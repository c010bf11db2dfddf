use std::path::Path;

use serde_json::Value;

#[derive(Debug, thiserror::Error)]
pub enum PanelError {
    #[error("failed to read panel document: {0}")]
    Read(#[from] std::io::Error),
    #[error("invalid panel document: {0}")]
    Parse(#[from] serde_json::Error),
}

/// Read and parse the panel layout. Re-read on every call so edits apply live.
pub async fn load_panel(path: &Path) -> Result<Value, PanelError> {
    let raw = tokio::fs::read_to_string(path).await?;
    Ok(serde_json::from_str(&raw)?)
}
■ ■ ■ ■ ■
**AIM OF THE EXERCISE:** Show every line of the entries above where the word "document" occurs.

**PROBLEM SOLUTION:**
    #[error("failed to read panel document: {0}")]
    #[error("invalid panel document: {0}")]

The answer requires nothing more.